Descubriendo la Peonía Itoh Bartzella: Un Tesoro Botánico para su Jardín

Jul 21, 2025

La Peonía Itoh Bartzella, también conocida como Paeonia Cora Louise, representa una cumbre en el arte de la hibridación floral, cautivando a entusiastas de la jardinería con su esplendor inigualable. Este híbrido excepcional, que amalgama las mejores cualidades de las peonías herbáceas y arbustivas, se distingue por sus flores de gran tamaño, su vibrante tonalidad amarilla limón y un perfume sutilmente dulce que embriaga los sentidos. Robusta, de larga vida y relativamente sencilla de mantener, la Bartzella se erige como una elección privilegiada para aquellos que buscan añadir un toque de distinción y duradera belleza a sus espacios verdes. Su capacidad para florecer profusamente y su resistencia a diversas condiciones la convierten en un verdadero legado botánico, capaz de adornar jardines por décadas.

La singularidad de la Peonía Itoh Bartzella radica en sus flores dobles, que pueden alcanzar impresionantes diámetros de hasta 25 centímetros. Estas exhiben un cautivador color amarillo limón, realzado por un centro anaranjado que irradia luz y alegría. Más allá de su impacto visual, su suave fragancia enriquece la experiencia sensorial, creando un ambiente deleitoso. Este prodigioso híbrido, resultado de la fusión entre peonías herbáceas y arbustivas, hereda la opulenta floración de las primeras y la vigorosa resistencia de las segundas. La Bartzella desarrolla arbustos compactos y bien formados, de hasta un metro de altura, con tallos robustos que sostienen sus pesadas flores sin necesidad de soporte, y un follaje denso de un verde profundo que mantiene su atractivo a lo largo de la temporada.
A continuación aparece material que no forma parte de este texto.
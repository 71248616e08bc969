//! Reversed anchor correction.
//!
//! Within each annotation on the topmost aligned layers, the anchors of its
//! descendants are laid out in document order (start, children depth-first,
//! end). Any anchor whose offset is earlier than the last offset seen is out
//! of order. The run on one side of the inversion is then cleared (offset
//! removed, confidence `NONE`) so that offset generation can fill it in
//! again. The side holding higher-confidence offsets is kept.

use std::collections::HashSet;
use std::cmp::Ordering;

use super::Validator;
use crate::graph::Graph;
use crate::types::{AnchorId, AnnotationId, Confidence, Layer, LayerOrder};

/// One entry of the stack of offsets already passed.
enum Seen {
    /// Lower bound from the enclosing annotation's start.
    Floor(f64),
    Anchor(AnchorId),
}

impl Validator {
    /// Clear offsets that run backwards within each top-level aligned
    /// annotation.
    pub(crate) fn correct_reversed_anchors(&mut self, graph: &mut Graph) {
        let _span = tracing::debug_span!("reversed_anchors").entered();
        for layer_id in topmost_aligned_layers(graph) {
            for id in graph.all(&layer_id) {
                let child_layers: Vec<String> = graph
                    .schema()
                    .children_of(&layer_id)
                    .into_iter()
                    .map(|l| l.id.clone())
                    .collect();
                for child_layer in child_layers {
                    let anchors = document_order(graph, &id, &child_layer);
                    let floor = graph
                        .annotation(&id)
                        .and_then(|a| graph.offset_min(&a.start))
                        .unwrap_or(0.0);
                    self.correct_sequence(graph, &anchors, floor);
                }
            }
        }
    }

    fn correct_sequence(&mut self, graph: &mut Graph, anchors: &[AnchorId], floor: f64) {
        let default = self.default_confidence();
        let confidence = |graph: &Graph, id: &AnchorId| {
            graph.anchor(id).map_or(default, |a| a.confidence_or(default))
        };
        let mut seen = vec![Seen::Floor(floor)];
        let top = |graph: &Graph, seen: &[Seen]| match seen.last() {
            Some(Seen::Anchor(id)) => graph.offset(id),
            Some(Seen::Floor(offset)) => Some(*offset),
            None => None,
        };

        for (i, anchor) in anchors.iter().enumerate() {
            let (Some(offset), Some(last)) = (graph.offset(anchor), top(graph, &seen)) else {
                continue;
            };
            if graph.compare_offsets(offset, last) == Ordering::Less {
                tracing::debug!(anchor = %anchor, offset, last, "Anchors out of order");
                let own = confidence(graph, anchor);

                // nearest first, back to the first offset before this one
                let mut prior = Vec::new();
                let mut higher_prior = false;
                for other in anchors[..i].iter().rev() {
                    if let Some(o) = graph.offset(other) {
                        if o < offset {
                            break;
                        }
                        higher_prior |= confidence(graph, other) > own;
                    }
                    prior.push(other.clone());
                }

                let mut following = vec![anchor.clone()];
                let mut higher_following = false;
                for other in &anchors[i + 1..] {
                    if let Some(o) = graph.offset(other) {
                        if o > last {
                            break;
                        }
                        higher_following |= confidence(graph, other) > own;
                    }
                    following.push(other.clone());
                }

                let reset = match (higher_prior, higher_following) {
                    (true, false) => following,
                    (false, true) => prior,
                    (true, true) => interleave(graph, prior, following, own, &confidence),
                    (false, false) if prior.len() > following.len() => following,
                    (false, false) => prior,
                };
                for other in &reset {
                    tracing::debug!(anchor = %other, "Resetting reversed anchor");
                    graph.set_offset(other, None);
                    graph.set_anchor_confidence(other, Some(Confidence::NONE));
                }
            }
            if graph.offset(anchor).is_some() {
                seen.push(Seen::Anchor(anchor.clone()));
            }
            while seen.len() > 1 && top(graph, &seen).is_none() {
                seen.pop();
            }
        }
    }
}

/// With higher confidences on both sides, take anchors from the prior and
/// following runs (starting with the prior one) while they still cross,
/// switching to the lower-confidence side whenever a more trusted anchor
/// comes up.
fn interleave<C>(
    graph: &Graph,
    mut prior: Vec<AnchorId>,
    mut following: Vec<AnchorId>,
    own: Confidence,
    confidence: &C,
) -> Vec<AnchorId>
where
    C: Fn(&Graph, &AnchorId) -> Confidence,
{
    let mut reset = Vec::new();
    let mut from_prior = true;
    let mut current = own;
    loop {
        let (Some(p), Some(f)) = (prior.first(), following.first()) else {
            break;
        };
        let crossing = match (graph.offset(p), graph.offset(f)) {
            (Some(po), Some(fo)) => po >= fo,
            _ => true,
        };
        if !crossing {
            break;
        }
        let head = if from_prior { p } else { f };
        if graph.offset(head).is_some() && confidence(graph, head) > current {
            from_prior = confidence(graph, p) < confidence(graph, f);
            let head = if from_prior { p } else { f };
            current = confidence(graph, head);
        }
        let list = if from_prior { &mut prior } else { &mut following };
        reset.push(list.remove(0));
    }
    reset
}

/// Aligned layers none of whose ancestors are aligned.
fn topmost_aligned_layers(graph: &Graph) -> Vec<String> {
    let schema = graph.schema();
    schema
        .traverse(LayerOrder::TopDown)
        .into_iter()
        .filter(|layer| layer.is_aligned())
        .filter(|layer| !schema.ancestors(&layer.id).iter().any(|a| a.is_aligned()))
        .map(|layer| layer.id.clone())
        .collect()
}

fn counts(layer: Option<&Layer>) -> bool {
    layer.map_or(false, |l| l.is_aligned() && l.parent_includes && !l.peers_overlap)
}

/// Anchors of `id` and its descendants on `child_layer`, deduplicated, in
/// document order.
fn document_order(graph: &Graph, id: &AnnotationId, child_layer: &str) -> Vec<AnchorId> {
    let mut ordered = Vec::new();
    let mut seen = HashSet::new();
    let mut add = |anchor: &AnchorId, ordered: &mut Vec<AnchorId>| {
        if seen.insert(anchor.clone()) {
            ordered.push(anchor.clone());
        }
    };
    let Some(annotation) = graph.annotation(id) else {
        return ordered;
    };
    add(&annotation.start, &mut ordered);
    for child in graph.children(id, child_layer) {
        visit(graph, &child, &mut |a| add(a, &mut ordered));
    }
    add(&annotation.end, &mut ordered);
    ordered
}

fn visit<F: FnMut(&AnchorId)>(graph: &Graph, id: &AnnotationId, add: &mut F) {
    let Some(annotation) = graph.annotation(id) else {
        return;
    };
    let included = counts(graph.schema().layer(&annotation.layer_id));
    if included {
        add(&annotation.start);
    }
    let layers: Vec<String> = graph
        .schema()
        .children_of(&annotation.layer_id)
        .into_iter()
        .map(|l| l.id.clone())
        .collect();
    for layer in layers {
        for child in graph.children(id, &layer) {
            visit(graph, &child, add);
        }
    }
    if included {
        add(&annotation.end);
    }
}

#[cfg(test)]
mod tests {
    use super::*;
    use crate::types::{Anchor, Annotation, Schema};

    fn turn(offsets: &[(f64, Confidence)]) -> Graph {
        let mut g = Graph::new("g", Schema::transcript());
        for (i, (off, conf)) in offsets.iter().enumerate() {
            g.add_anchor(Anchor::new(format!("a{i}").as_str(), Some(*off), Some(*conf))).unwrap();
        }
        let last = format!("a{}", offsets.len() - 1);
        g.add_annotation(Annotation::new("p", "participant", "", "a0", last.as_str())).unwrap();
        g.add_annotation(Annotation::new("t", "turn", "", "a0", last.as_str()).with_parent("p")).unwrap();
        for i in 0..offsets.len() - 1 {
            let w = Annotation::new(format!("w{i}"), "word", "", format!("a{i}"), format!("a{}", i + 1));
            g.add_annotation(w.with_parent("t")).unwrap();
        }
        g
    }

    const M: Confidence = Confidence::MANUAL;
    const D: Confidence = Confidence::DEFAULT;

    #[test]
    fn test_topmost_aligned_is_turn() {
        let g = turn(&[(0.0, M), (1.0, M)]);
        assert_eq!(topmost_aligned_layers(&g), vec!["turn"]);
    }

    #[test]
    fn test_low_confidence_inversion_is_cleared() {
        // a2 at 1.0 falls before a1 at 2.0; a1 is only a default guess
        let mut g = turn(&[(0.0, M), (2.0, D), (1.0, M), (3.0, M)]);
        Validator::default().correct_reversed_anchors(&mut g);
        assert_eq!(g.offset(&"a1".into()), None);
        assert_eq!(g.anchor(&"a1".into()).unwrap().confidence, Some(Confidence::NONE));
        assert_eq!(g.offset(&"a2".into()), Some(1.0));
    }

    #[test]
    fn test_trusted_prior_resets_following() {
        let mut g = turn(&[(0.0, M), (2.0, M), (1.0, D), (3.0, M)]);
        Validator::default().correct_reversed_anchors(&mut g);
        assert_eq!(g.offset(&"a1".into()), Some(2.0));
        assert_eq!(g.offset(&"a2".into()), None);
    }

    #[test]
    fn test_ordered_anchors_untouched() {
        let mut g = turn(&[(0.0, M), (1.0, D), (2.0, D), (3.0, M)]);
        Validator::default().correct_reversed_anchors(&mut g);
        for (i, off) in [0.0, 1.0, 2.0, 3.0].into_iter().enumerate() {
            assert_eq!(g.offset(&AnchorId::new(format!("a{i}"))), Some(off));
        }
    }
}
Su notable longevidad es otro de sus grandes atractivos; una vez establecida, puede prosperar durante muchas décadas, floreciendo fielmente cada año y convirtiéndose en una herencia viva para las generaciones futuras. Su majestuosa presencia la hace idónea para embellecer bordes, macizos florales, y armoniza perfectamente con jardines tanto clásicos como naturalistas, siendo también una flor cortada de excepcional durabilidad para arreglos interiores.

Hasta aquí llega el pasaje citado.